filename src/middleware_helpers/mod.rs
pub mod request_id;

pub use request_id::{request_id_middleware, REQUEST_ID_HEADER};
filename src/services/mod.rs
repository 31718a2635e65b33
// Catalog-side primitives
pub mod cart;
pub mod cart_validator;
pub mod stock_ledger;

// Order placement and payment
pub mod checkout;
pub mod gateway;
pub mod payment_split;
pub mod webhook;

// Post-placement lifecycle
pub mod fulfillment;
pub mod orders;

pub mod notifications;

--

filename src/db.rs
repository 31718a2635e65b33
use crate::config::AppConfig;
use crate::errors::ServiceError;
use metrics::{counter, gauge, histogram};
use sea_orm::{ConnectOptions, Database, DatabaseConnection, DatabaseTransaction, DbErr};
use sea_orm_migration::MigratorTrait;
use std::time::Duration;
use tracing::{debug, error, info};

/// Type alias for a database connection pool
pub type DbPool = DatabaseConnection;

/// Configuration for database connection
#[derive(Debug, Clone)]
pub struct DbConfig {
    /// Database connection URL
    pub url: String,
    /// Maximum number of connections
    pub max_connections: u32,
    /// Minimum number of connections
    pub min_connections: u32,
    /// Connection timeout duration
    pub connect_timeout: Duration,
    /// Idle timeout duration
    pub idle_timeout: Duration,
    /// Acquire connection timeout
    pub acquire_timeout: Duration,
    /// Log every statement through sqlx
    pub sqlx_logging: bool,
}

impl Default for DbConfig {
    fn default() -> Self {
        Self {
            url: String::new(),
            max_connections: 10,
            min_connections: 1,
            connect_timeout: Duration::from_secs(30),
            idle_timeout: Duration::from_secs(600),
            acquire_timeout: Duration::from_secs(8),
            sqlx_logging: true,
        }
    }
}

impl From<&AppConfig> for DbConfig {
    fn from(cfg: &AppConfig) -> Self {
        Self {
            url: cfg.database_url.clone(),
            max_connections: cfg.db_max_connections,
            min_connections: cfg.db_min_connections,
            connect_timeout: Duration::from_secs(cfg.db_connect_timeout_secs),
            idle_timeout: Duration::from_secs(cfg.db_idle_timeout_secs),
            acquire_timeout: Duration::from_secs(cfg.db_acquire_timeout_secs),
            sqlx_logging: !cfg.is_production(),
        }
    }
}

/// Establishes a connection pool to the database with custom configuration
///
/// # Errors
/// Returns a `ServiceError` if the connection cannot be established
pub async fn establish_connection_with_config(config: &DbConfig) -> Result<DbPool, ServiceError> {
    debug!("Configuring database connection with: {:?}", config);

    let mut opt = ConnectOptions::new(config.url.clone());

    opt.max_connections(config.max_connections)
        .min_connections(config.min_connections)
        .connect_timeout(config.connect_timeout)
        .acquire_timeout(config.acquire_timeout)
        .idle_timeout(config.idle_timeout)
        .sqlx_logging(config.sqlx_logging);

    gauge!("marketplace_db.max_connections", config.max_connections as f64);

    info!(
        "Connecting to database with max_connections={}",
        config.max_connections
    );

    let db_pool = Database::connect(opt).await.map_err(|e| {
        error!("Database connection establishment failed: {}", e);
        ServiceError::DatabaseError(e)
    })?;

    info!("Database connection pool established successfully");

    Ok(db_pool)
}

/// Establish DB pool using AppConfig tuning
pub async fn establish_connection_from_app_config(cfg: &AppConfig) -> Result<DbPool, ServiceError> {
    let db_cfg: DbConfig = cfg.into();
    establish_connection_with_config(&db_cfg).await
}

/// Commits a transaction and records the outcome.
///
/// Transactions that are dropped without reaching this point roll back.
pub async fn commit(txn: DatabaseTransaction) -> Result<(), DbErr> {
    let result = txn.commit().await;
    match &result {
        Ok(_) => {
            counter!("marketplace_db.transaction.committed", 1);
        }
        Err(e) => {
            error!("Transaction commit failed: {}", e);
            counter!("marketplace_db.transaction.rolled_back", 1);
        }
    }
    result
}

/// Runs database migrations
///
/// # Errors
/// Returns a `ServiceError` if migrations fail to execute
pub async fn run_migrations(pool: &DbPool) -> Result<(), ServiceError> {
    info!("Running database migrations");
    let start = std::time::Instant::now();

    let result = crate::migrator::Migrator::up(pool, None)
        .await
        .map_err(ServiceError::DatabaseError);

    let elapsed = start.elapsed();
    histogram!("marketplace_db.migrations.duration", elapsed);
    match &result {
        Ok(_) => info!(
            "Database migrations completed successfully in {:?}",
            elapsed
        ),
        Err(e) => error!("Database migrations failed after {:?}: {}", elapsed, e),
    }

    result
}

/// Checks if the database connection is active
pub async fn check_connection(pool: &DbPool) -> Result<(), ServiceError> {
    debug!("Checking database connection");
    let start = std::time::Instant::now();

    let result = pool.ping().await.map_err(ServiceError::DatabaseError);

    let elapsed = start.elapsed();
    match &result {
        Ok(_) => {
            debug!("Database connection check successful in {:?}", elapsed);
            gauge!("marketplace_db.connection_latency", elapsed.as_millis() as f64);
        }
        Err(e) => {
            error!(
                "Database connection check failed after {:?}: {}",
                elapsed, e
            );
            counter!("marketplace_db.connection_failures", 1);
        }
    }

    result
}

◆ What to work on
From the listing above, output exactly the run of lines that starts with the line containing "filename src/middleware_helpers/mod.rs" and ends with the line containing "filename src/services/mod.rs".

◆ Written response
filename src/middleware_helpers/mod.rs
pub mod request_id;

pub use request_id::{request_id_middleware, REQUEST_ID_HEADER};
filename src/services/mod.rs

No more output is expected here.